Field Notes
COVID Unemployment Assistance Puts Food on the Table
Another wave of COVID-19 is putting millions out of work, while tens of millions more remain unemployed and Congress debates aid.
Now, a new Boston University School of Public Health (BUSPH) study shows that unemployment help directly translates to people being able to put food on the table.
The CARES Act—passed in March of 2020—expanded unemployment insurance coverage, amount, and duration.
Published in JAMA Network Open, the study finds that receiving unemployment insurance cuts a person’s risk of food insecurity by one-third, and halves the likelihood of needing to eat less because of financial constraints. And receiving more coverage, such as the weekly $600 supplement included in CARES until last July, means an even bigger reduction in the risk of going hungry.
“There has long been a need to improve the proportion of people covered, the duration of coverage, and the amount of coverage in our unemployment insurance system. This paper speaks to the critical role that unemployment insurance can play in preventing people from facing food insecurity during a crisis,” says study lead author Julia Raifman, ScD, SM, an assistant professor of health law, policy, and management at BUSPH.
Raifman and colleagues used data from the Understanding Coronavirus in America study, looking at a sample of 2,319 people who had household incomes less than $75,000 and had been employed in February. By the end of July, 1,119 people (nearly one-half) had experienced unemployment.
Of those who lost their jobs, 415 reported food insecurity and 437 reported they sometimes ate less because of financial constraints.
The researchers found that receiving unemployment insurance was associated with a 35% relative decline in a person’s risk of food insecurity and a 47.8% relative decline in the likelihood of having to eat less. Receiving larger amounts of unemployment insurance and/or the weekly $600 CARES supplement came with even more substantial declines in food insecurity and having to eating less.
The researchers also identified major disparities in who’s facing food insecurity among those who have lost their jobs during COVID-19: 69.2% of Indigenous participants in the study reported food insecurity, as did 52.5% of Hispanic participants, 42.2% of Black participants, 40.3% of Asian participants, and 26.9% of non-Hispanic white participants.
They also found that 46.1% of households with kids faced food insecurity, compared with 32.8% of households without kids.
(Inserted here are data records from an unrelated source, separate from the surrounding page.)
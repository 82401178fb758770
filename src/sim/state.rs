//! Game state and core simulation types
//!
//! `GameState` owns every piece of mutable run state. Update, pump and render
//! functions receive it by reference; nothing lives in globals.

use rand::SeedableRng;
use rand_pcg::Pcg32;

use super::weather::{Cloud, Raindrop};
use crate::tuning::Tuning;

/// Lifecycle phase of a run
#[derive(Debug, Clone, Copy, PartialEq, Eq, Default)]
pub enum GamePhase {
    /// Title screen; the scene renders but nothing advances
    #[default]
    NotStarted,
    /// Water is rising
    Running,
    /// The shaft flooded; state is frozen
    GameOver,
}

/// Water, time and pump state for one run
#[derive(Debug, Clone, PartialEq)]
pub struct SimulationState {
    /// Seconds survived (monotonic while running)
    pub game_time: f32,
    /// Height of water in the pit, clamped to `[0, PIT_HEIGHT]`
    pub water_level: f32,
    /// Derived from `game_time` every tick
    pub difficulty: f32,
    pub phase: GamePhase,
    pub can_pump: bool,
    /// Seconds until the pump re-arms
    pub pump_cooldown: f32,
}

impl Default for SimulationState {
    fn default() -> Self {
        Self {
            game_time: 0.0,
            water_level: 0.0,
            difficulty: 1.0,
            phase: GamePhase::NotStarted,
            can_pump: true,
            pump_cooldown: 0.0,
        }
    }
}

impl SimulationState {
    pub fn is_game_started(&self) -> bool {
        self.phase != GamePhase::NotStarted
    }

    pub fn is_game_over(&self) -> bool {
        self.phase == GamePhase::GameOver
    }

    /// Started and not over
    pub fn is_running(&self) -> bool {
        self.phase == GamePhase::Running
    }

    /// Whole seconds survived
    pub fn score(&self) -> u32 {
        self.game_time.max(0.0).floor() as u32
    }
}

/// Rain event and sky state
#[derive(Debug, Clone, Default, PartialEq)]
pub struct WeatherState {
    pub is_raining: bool,
    /// Milliseconds left in the current rain event
    pub rain_timer_ms: f32,
    /// 0 = clear blue, up to `sky_darkness_max`
    pub sky_darkness: f32,
}

/// Pump input tracking for edge-triggered strokes
#[derive(Debug, Clone, Copy, Default, PartialEq, Eq)]
pub struct PumpLever {
    /// Pump input is currently down
    pub held: bool,
    /// A stroke was accepted and the input has not been released yet
    pub pumping: bool,
}

/// Entity pool sizes, fixed for the lifetime of a `GameState`
#[derive(Debug, Clone, Copy, PartialEq, Eq)]
pub struct PoolSizes {
    pub raindrops: usize,
    pub clouds: usize,
}

impl Default for PoolSizes {
    fn default() -> Self {
        Self {
            raindrops: 100,
            clouds: 5,
        }
    }
}

/// Complete game state
#[derive(Debug, Clone, PartialEq)]
pub struct GameState {
    /// Weather seed; `reset` replays the same weather from it
    pub seed: u64,
    pub tuning: Tuning,
    pub sim: SimulationState,
    pub weather: WeatherState,
    pub lever: PumpLever,
    pub raindrops: Vec<Raindrop>,
    pub clouds: Vec<Cloud>,
    pub(super) rng: Pcg32,
}

impl GameState {
    /// Create a new game state with the given seed
    pub fn new(seed: u64, tuning: Tuning, pools: PoolSizes) -> Self {
        let mut rng = Pcg32::seed_from_u64(seed);
        let raindrops = (0..pools.raindrops)
            .map(|_| Raindrop::spawn(&mut rng))
            .collect();
        let clouds = (0..pools.clouds).map(|_| Cloud::spawn(&mut rng)).collect();

        Self {
            seed,
            tuning,
            sim: SimulationState::default(),
            weather: WeatherState::default(),
            lever: PumpLever::default(),
            raindrops,
            clouds,
            rng,
        }
    }

    /// Return every field to its start-of-run default.
    ///
    /// Pools are recycled in place, never reallocated. The RNG is reseeded so
    /// resetting twice is the same as resetting once.
    pub fn reset(&mut self) {
        self.sim = SimulationState::default();
        self.weather = WeatherState::default();
        self.lever = PumpLever::default();
        self.rng = Pcg32::seed_from_u64(self.seed);
        for drop in &mut self.raindrops {
            drop.reset(&mut self.rng);
        }
        for cloud in &mut self.clouds {
            cloud.reset(&mut self.rng);
        }
    }

    /// Reset with a new weather seed
    pub fn reseed(&mut self, seed: u64) {
        self.seed = seed;
        self.reset();
    }

    /// NotStarted/GameOver -> Running
    pub fn begin_run(&mut self) {
        self.sim.phase = GamePhase::Running;
    }

    /// Water rise multiplier currently applied by the weather
    pub fn rain_multiplier(&self) -> f32 {
        if self.weather.is_raining {
            self.tuning.rain_water_multiplier
        } else {
            1.0
        }
    }

    /// Difficulty times rain, as shown on the HUD
    pub fn effective_multiplier(&self) -> f32 {
        self.sim.difficulty * self.rain_multiplier()
    }

    /// The "HEAVY RAIN!" banner is up for the opening of a rain event
    pub fn rain_banner_alpha(&self) -> Option<f32> {
        let duration = self.tuning.rain_duration_ms;
        if self.weather.is_raining && self.weather.rain_timer_ms > duration - self.tuning.rain_banner_ms {
            Some((self.weather.rain_timer_ms / duration).clamp(0.0, 1.0))
        } else {
            None
        }
    }
}
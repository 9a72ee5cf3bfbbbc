// Canonical identifiers and display text from heterogeneous source fields.

use log::debug;
use once_cell::sync::Lazy;
use regex::Regex;

/// Sentinel id substituted when no real identifier can be recovered.
pub const PLACEHOLDER_IDENTIFIER: &str = "OL12345678M";

// Values the upstream sheet writes into the cover column when its own
// lookup failed.
const COVER_ERROR_STRINGS: [&str; 3] = ["No Cover Available", "Not Found", "Fetch Error"];

// The three cover URL shapes carrying an embedded id, each followed by a
// size suffix and image extension.
static ID_RE: Lazy<Regex> = Lazy::new(|| Regex::new(r"(?i)/id/(\d+)-[A-Z]\.jpg").unwrap());
static OLID_RE: Lazy<Regex> = Lazy::new(|| Regex::new(r"(?i)/olid/([A-Z0-9]+)-[A-Z]\.jpg").unwrap());
static ISBN_RE: Lazy<Regex> = Lazy::new(|| Regex::new(r"(?i)/isbn/(\d+)-[A-Z]\.jpg").unwrap());

// Labels already phrased as a full sentence pass through unchanged.
const FULL_PHRASE_PREFIX: &str = "read a";

// Short forms with a fixed expansion.
const SPECIAL_FORMS: [&str; 3] = ["memoir", "mystery or thriller", "graphic novel or comic"];

// Prefixes that read naturally as "Read a book <label>".
const BOOK_PREFIXES: [&str; 5] = ["recommended by", "with ", "about ", "published ", "over "];

/// Expands an abbreviated challenge label into its display sentence.
///
/// Total and deterministic: empty input and labels that already read as a
/// full sentence come back unchanged.
pub fn expand_challenge(code: &str) -> String {
    if code.is_empty() {
        return String::new();
    }
    let lower = code.to_lowercase();
    if lower.starts_with(FULL_PHRASE_PREFIX) {
        return code.to_string();
    }
    if SPECIAL_FORMS.contains(&lower.as_str()) {
        return format!("Read a {}", lower);
    }
    if BOOK_PREFIXES.iter().any(|p| lower.starts_with(p)) {
        format!("Read a book {}", lower)
    } else {
        format!("Read a {}", lower)
    }
}

/// Recovers the canonical book id embedded in a cover URL.
///
/// The fallback is uniform: absent URLs, known error strings and
/// unrecognized shapes all yield the placeholder sentinel, so an
/// identifier is never empty.
pub fn extract_identifier(cover_url: Option<&str>) -> String {
    let url = match cover_url {
        Some(u) if !u.is_empty() && !COVER_ERROR_STRINGS.contains(&u) => u,
        _ => return PLACEHOLDER_IDENTIFIER.to_string(),
    };
    for re in [&*OLID_RE, &*ID_RE, &*ISBN_RE] {
        if let Some(m) = re.captures(url).and_then(|caps| caps.get(1)) {
            return m.as_str().to_string();
        }
    }
    debug!("extract_identifier: no id pattern in {:?}", url);
    PLACEHOLDER_IDENTIFIER.to_string()
}

/// Resolves the cover image URL for a book entry.
///
/// A raw value with an http(s) scheme is used verbatim; anything else is
/// replaced by a canonical cover-service URL built from the identifier,
/// so the result is always a well-formed URL.
pub fn resolve_cover_url(raw: Option<&str>, identifier: &str) -> String {
    if let Some(u) = raw {
        if u.starts_with("http://") || u.starts_with("https://") {
            return u.to_string();
        }
    }
    format!("https://covers.openlibrary.org/b/olid/{}-M.jpg", identifier)
}

/// The numeric ISBN embedded in a cover URL, when present.
pub fn extract_isbn(cover_url: Option<&str>) -> Option<String> {
    let url = cover_url?;
    ISBN_RE
        .captures(url)
        .and_then(|caps| caps.get(1))
        .map(|m| m.as_str().to_string())
}

/// Cover URL for a review card.
///
/// The raw value survives only when it is a real URL rather than an
/// upstream error marker; rendering falls back to the identifier or ISBN
/// carried on the entry.
pub fn review_cover_url(raw: Option<&str>) -> Option<String> {
    let url = raw?;
    if !url.starts_with("http") {
        return None;
    }
    if COVER_ERROR_STRINGS.contains(&url) {
        return None;
    }
    let lower = url.to_lowercase();
    if lower.contains("error") || lower.contains("failed") {
        return None;
    }
    Some(url.to_string())
}
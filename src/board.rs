// Top-level wiring for the board process: error taxonomy, configuration
// merging and the run modes.

use std::fs;
use std::time::Duration;

use log::{debug, info, warn};
use snafu::{prelude::*, Snafu};

use leaderboard::{snapshot_from_csv, DocumentError, Snapshot};

use crate::args::Args;

pub mod config_reader;
pub mod controller;
pub mod output;
pub mod placeholder;
pub mod source;

use crate::board::config_reader::BoardConfig;
use crate::board::controller::{BoardController, ControllerOptions, RetryPolicy};
use crate::board::source::HttpSource;

#[derive(Debug, Snafu)]
pub enum BoardError {
    #[snafu(display("Error opening input file {path}"))]
    OpeningCsv {
        source: std::io::Error,
        path: String,
    },
    #[snafu(display("Error opening {path}"))]
    OpeningJson {
        source: std::io::Error,
        path: String,
    },
    #[snafu(display("Error parsing JSON document {path}"))]
    ParsingJson {
        source: serde_json::Error,
        path: String,
    },
    #[snafu(display("Error rendering JSON output"))]
    RenderingJson { source: serde_json::Error },
    #[snafu(display("Error writing output to {path}"))]
    WritingOutput {
        source: std::io::Error,
        path: String,
    },
    #[snafu(display("Error building the HTTP client"))]
    BuildingClient { source: reqwest::Error },
    #[snafu(display("Transport failure fetching the source document"))]
    Transport { source: reqwest::Error },
    #[snafu(display("HTTP status {status} from the source document"))]
    SourceStatus { status: u16 },
    #[snafu(display("Unusable source document"))]
    DocumentShape { source: DocumentError },

    #[snafu(whatever, display("{message}"))]
    Whatever {
        message: String,
        #[snafu(source(from(Box<dyn std::error::Error>, Some)))]
        source: Option<Box<dyn std::error::Error>>,
    },
}

pub type BoardResult<T> = Result<T, BoardError>;

const DEFAULT_POLL_SECONDS: u64 = 60;

// Command line flags win over the configuration document; anything left
// unset falls back to the declared defaults.
fn effective_options(args: &Args, config: &BoardConfig) -> ControllerOptions {
    let defaults = RetryPolicy::DEFAULT;
    ControllerOptions {
        poll_interval: Duration::from_secs(
            args.poll_interval
                .or(config.poll_interval_seconds)
                .unwrap_or(DEFAULT_POLL_SECONDS),
        ),
        retry: RetryPolicy {
            max_attempts: config
                .initial_retry_attempts
                .unwrap_or(defaults.max_attempts),
            base_delay: config
                .initial_retry_base_millis
                .map(Duration::from_millis)
                .unwrap_or(defaults.base_delay),
        },
        adopt_empty: config.adopt_empty_snapshots.unwrap_or(true),
    }
}

fn finish_snapshot(snapshot: &Snapshot, args: &Args) -> BoardResult<()> {
    let js = output::snapshot_to_json(snapshot);
    let pretty = serde_json::to_string_pretty(&js).context(RenderingJsonSnafu {})?;
    if let Some(out) = &args.out {
        output::write_snapshot(out, &pretty)?;
    }
    if let Some(reference) = &args.reference {
        output::check_reference(reference, &pretty)?;
    }
    Ok(())
}

// One-shot reconciliation of a local CSV file.
fn run_local(path: &str, args: &Args) -> BoardResult<()> {
    info!("Attempting to read source file {:?}", path);
    let text = fs::read_to_string(path).context(OpeningCsvSnafu { path })?;
    let snapshot = snapshot_from_csv(&text).context(DocumentShapeSnafu)?;
    info!(
        "reconciled {} participants, {} reviews from {}",
        snapshot.participants.len(),
        snapshot.reviews.len(),
        path
    );
    finish_snapshot(&snapshot, args)
}

/// Entry point once arguments are parsed.
pub async fn run_board(args: Args) -> BoardResult<()> {
    let config = match &args.config {
        Some(path) => config_reader::read_config(path)?,
        None => BoardConfig::default(),
    };

    if let Some(path) = &args.input {
        return run_local(path, &args);
    }

    let source_url = args
        .source_url
        .clone()
        .or_else(|| config.source_url.clone())
        .unwrap_or_default();
    let options = effective_options(&args, &config);

    let source = if source_url.is_empty() {
        info!("no source URL configured, serving placeholder content");
        None
    } else {
        info!("polling {} every {:?}", source_url, options.poll_interval);
        Some(HttpSource::new(source_url)?)
    };

    let mut controller = BoardController::new(source, options);
    controller.subscribe(|snapshot: &Snapshot| {
        debug!(
            "snapshot pushed: {} participants, {} reviews",
            snapshot.participants.len(),
            snapshot.reviews.len()
        );
    });

    if args.once {
        controller.run_initial().await;
        if controller.last_success().is_none() {
            warn!("no fetch succeeded; the snapshot reflects fallback content");
        }
        let snapshot = controller.snapshot();
        return finish_snapshot(&snapshot, &args);
    }

    if let Some(out) = args.out.clone() {
        controller.subscribe(move |snapshot: &Snapshot| {
            let js = output::snapshot_to_json(snapshot);
            match serde_json::to_string_pretty(&js) {
                Ok(pretty) => {
                    if let Err(e) = output::write_snapshot(&out, &pretty) {
                        warn!("failed to write snapshot: {}", e);
                    }
                }
                Err(e) => warn!("failed to render snapshot: {}", e),
            }
        });
    }

    controller.run().await;
    Ok(())
}
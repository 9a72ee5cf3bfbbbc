pub use crate::config::*;
use crate::parser::{parse_row, RawRow};

/// A builder for assembling a snapshot from rows collected out-of-band.
///
/// ```
/// use leaderboard::Builder;
///
/// let mut builder = Builder::new();
/// builder.add_line("ts,e1@x.com,Alice,memoir,Educated,Tara Westover,5,Loved it,,,,-,TRUE");
/// builder.add_line("ts,e1@x.com,Alice,over 400 pages,Dune,Frank Herbert,3,,,,,-,TRUE");
///
/// let snapshot = builder.build();
/// assert_eq!(snapshot.participants.len(), 1);
/// assert_eq!(snapshot.participants[0].completed_count, 2);
/// ```
pub struct Builder {
    rows: Vec<RawRow>,
}

impl Builder {
    pub fn new() -> Builder {
        Builder { rows: Vec::new() }
    }

    /// Parses one CSV line and queues it.
    pub fn add_line(&mut self, line: &str) {
        self.rows.push(parse_row(line));
    }

    /// Queues an already-split row.
    pub fn add_row(&mut self, row: RawRow) {
        self.rows.push(row);
    }

    /// Aggregates every queued row into a snapshot.
    pub fn build(&self) -> Snapshot {
        crate::aggregate(&self.rows)
    }
}

impl Default for Builder {
    fn default() -> Self {
        Builder::new()
    }
}
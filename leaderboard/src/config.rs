// ********* Leaderboard data structures ***********

use std::error::Error;
use std::fmt::Display;

use crate::schema::COLUMN_COUNT;

/// A single book credited to a participant.
#[derive(Eq, PartialEq, Debug, Clone)]
pub struct BookEntry {
    pub title: String,
    /// Canonical external book id. Never empty: a placeholder sentinel is
    /// substituted when the source carries no recognizable id.
    pub identifier: String,
    /// Challenge label expanded to its display sentence.
    pub challenge: String,
    pub cover_url: Option<String>,
    pub catalog_url: Option<String>,
}

/// One row of the leaderboard, grouped under a unique identity key.
#[derive(Eq, PartialEq, Debug, Clone)]
pub struct Participant {
    /// Unique identity, the submitter's email address.
    pub key: String,
    pub display_name: String,
    pub status: Option<String>,
    /// Always equal to `books.len()`. The aggregator updates both
    /// together, never independently.
    pub completed_count: usize,
    pub books: Vec<BookEntry>,
}

/// A highlighted review, derived from rows meeting the quality threshold
/// (four stars or more with non-empty review text).
#[derive(Eq, PartialEq, Debug, Clone)]
pub struct ReviewEntry {
    pub title: String,
    pub author: String,
    pub identifier: String,
    pub isbn: Option<String>,
    pub cover_url: Option<String>,
    pub description: String,
}

/// The atomic unit of reconciled leaderboard state.
///
/// A snapshot is swapped as a whole; a reader never observes a mix of old
/// and new participants.
#[derive(Eq, PartialEq, Debug, Clone)]
pub struct Snapshot {
    pub participants: Vec<Participant>,
    pub reviews: Vec<ReviewEntry>,
}

impl Snapshot {
    pub fn empty() -> Snapshot {
        Snapshot {
            participants: Vec::new(),
            reviews: Vec::new(),
        }
    }

    pub fn is_empty(&self) -> bool {
        self.participants.is_empty() && self.reviews.is_empty()
    }
}

/// Batch-level failures that make a whole document unusable.
///
/// Per-row problems never surface here: the aggregator logs and skips
/// them without failing the batch.
#[derive(Eq, PartialEq, Debug, Clone)]
pub enum DocumentError {
    /// The response body was empty.
    TooShort,
    /// The header row is narrower than the column schema.
    InvalidShape { columns: usize },
}

impl Error for DocumentError {}

impl Display for DocumentError {
    fn fmt(&self, f: &mut std::fmt::Formatter<'_>) -> std::fmt::Result {
        match self {
            DocumentError::TooShort => {
                write!(f, "document too short to contain a header row")
            }
            DocumentError::InvalidShape { columns } => {
                write!(
                    f,
                    "header row has {} columns, expected at least {}",
                    columns, COLUMN_COUNT
                )
            }
        }
    }
}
“It is heartbreaking that families with children are even more likely to face food insecurity,” Raifman says. “The recent Booker/Pressley policy proposal to provide direct payments to children’s families could make a big difference for their food security and short- and long-term health.”
— Source: Boston University School of Medicine
Human Migration Patterns Connected to Vitamin D Deficiencies Today
A new study in the Oxford Economic Papers finds that migration flows the last 500 years from high-sunlight regions to low-sunlight regions influence contemporary health outcomes in destination countries.
The researchers here noted that people’s ability to synthesize vitamin D from sunlight declines with skin pigmentation, and that vitamin D deficiency is directly associated with higher risk of mortality, from illnesses including CVD, type 1 and type 2 diabetes, hypertension, and certain cancers. Recent research also finds that vitamin D affects the severity of COVID-19.
Researchers here focused on groups from high-sunlight regions that migrated to low-sunlight regions between the year 1500 and today. The resulting population shifts caused the risk of vitamin D deficiency to rise substantially. The researchers explored the aggregate health consequences of such migration over a long historical perspective.
Researchers here constructed a measure that proxied the risk of vitamin D deficiency in a given population. The measure tracked the difference between sunlight intensity in the ancestral place of residence of the population, as well as the actual level of sunlight intensity at the place of current residence.
Using the difference between ancestor and ambient sunlight as a measure of the potential risk of vitamin D deficiency, researchers then examined its explanatory power in relation to life expectancy around the world. Researchers found that greater risk of vitamin D deficiency is negatively correlated with life expectancy, all else equal.
Researchers here noted that today there’s widespread awareness of the harmful effects of excessive exposure to sunlight, which leads people to try to prevent sunburn through methods such as sunscreen and limited outdoor exposure. Effective treatments for skin cancer also are widely available. People also spend more time indoors than their prehistoric ancestors, lowering their exposure to sunlight. Consequently, the risk of premature death due to excessive sun exposure has decreased since prehistoric times.
However, the lower exposure times to sunlight increases the risk of vitamin D deficiency, particularly in people with higher skin pigmentation, whose ancestors came from high-sunlight regions.
Ultimately, the researchers concluded that a migration-induced imbalance between the intensity of skin pigmentation and ambient sunlight can both relate and explain present-day global health differences: Low-sunlight regions that have received substantial immigration from high-sunlight regions experience lower life expectancy than would have been the case in the absence of such migration flows.